2021 has been a year of passage for Brexit – the process of the United Kingdom (UK) withdrawal from the European Union (EU) – but the Promised Land, much hailed by the Brexiteers, seems increasingly a faraway mirage.

On the one hand, 2021 marked yet another step in the process of UK detachment from the EU. On 31 December 2020, the transition period established by the Withdrawal Agreement (WA) expired, with the consequences that the UK formally left the EU‘s internal market and customs union, as well as its area of freedom, security and justice. The new terms of EU-UK relations were outlined in a new Trade and Cooperation Agreement (TCA), struck on Christmas Eve 2020, which provisionally entered into force on 1 January 2021, and formally became operational on 1 May 2021, after ratification by the European Parliament. The TCA established a tariff-free quota-free trade deal between the EU and the UK, with some limited cooperation on internal security. But the end of free movement immediately resulted in major disruptions, particularly the flow of goods from the UK to the EU. In fact, throughout 2021, the UK experienced chronic under-supply problems – visible from empty groceries shelves to long lines at gas stations – which forced the UK government to stitch up last-minute solutions, including by deploying the army.

On the other hand, 2021 also proved to be de facto yet another transition year – suggesting that Brexit remains an ongoing process with an uncertain destination. In fact, by unilateral decision, the UK delayed the full entry into force of customs and regulatory checks on goods import from the EU, effectively postponing the ‘taking back control’ of the UK borders. Moreover, notwithstanding the end of the negotiations on the TCA, the EU and the UK were effectively stuck on new negotiations also throughout 2021 – this time on the Protocol on Ireland/Northern Ireland, attached to the WA, which had itself only entered fully into force on 1 January 2021.

Indeed, the Protocol – which had been agreed by the parties in October 2019 as a way to deal with the unique circumstances of Northern Ireland, avoiding a hard border in the island of Ireland and preserving the achievements of the peace process there – immediately became the key point of contention in EU-UK relations. In Spring 2021, opposition to the Protocol – which, by keeping Northern Ireland aligned with EU customs law and internal market rules, requires checks on the movement of goods from Great Britain to Northern Ireland – stirred opposition in the Protestant community in Northern Ireland. As a result, the UK government tabled in Summer 2021 a proposal to profoundly revise the Protocol, including by ditching the role of the EU Court of Justice and threatened to invoke its safeguard provisions, Article 16, in case the EU didn’t budge. The EU, however, rejected the UK’s requests and, in fall 2021, it put forward an alternative proposal, practically focused and tailored to address the Protocol’s most problematic aspects on the ground.

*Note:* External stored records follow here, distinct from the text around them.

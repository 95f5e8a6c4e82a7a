pub mod chunk;
pub mod coords;
pub mod physics;
pub mod portal;
pub mod ray_trace;
pub mod teleport;
pub mod worldgen;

Negotiations among the parties are continuing – and all evidence seemed to suggest that they would carry on further. Hence, one can expect the new year to be much of the same, with the EU and the UK still engaged in an ongoing effort to adjust their relationship – on the Protocol as well as other matters. Indeed, besides the arrangements related to Northern Ireland, the EU and the UK will also be called to deal with other issues of common concern – from fishing quotas to a memorandum of understanding in the field of financial services, not to mention measures to address common challenges, from the eradication of the ongoing pandemic to the protection of international security to the fight against climate change.

Nevertheless, the main obstacle in EU-UK relations remains the low level of trust between the parties. Indeed, several acts by the UK Government – from unilateral attempts to renege on the Protocol as it had done with the Internal Market bill in 2020, to continuing calls to suspend it by triggering its article 16 – have created a feeling in the EU institutions and member states that the UK is not a reliable partner. This complicates EU-UK relations, and calls for action to mend the bad feelings in 2022. From this point of view, the resignation of the UK lead negotiator Lord Frost just ahead of Christmas 2021, and his replacement with Foreign Secretary Liz Truss may create an opening. For the first time since the beginning of the Brexit process, the task of negotiating with the EU has been assigned to the Foreign Office rather than an ad hoc government’s Brexit unit. This potentially may facilitate a more conciliatory tone, as the broader UK foreign policy interests dictate developing a more collaborative approach with a strategic partner like the EU.

Yet, the proof of the pudding is in the eating. And it remains to be seen if 2022 will mark a shift towards a less conflictual relationship between the EU and the UK. The only certainty so far is that Brexit will remain willy-nilly an essential item on the agenda of the EU institutions throughout the new year – as the UK ideological process of seceding from the EU continues with shifts and turns, driven by law and politics.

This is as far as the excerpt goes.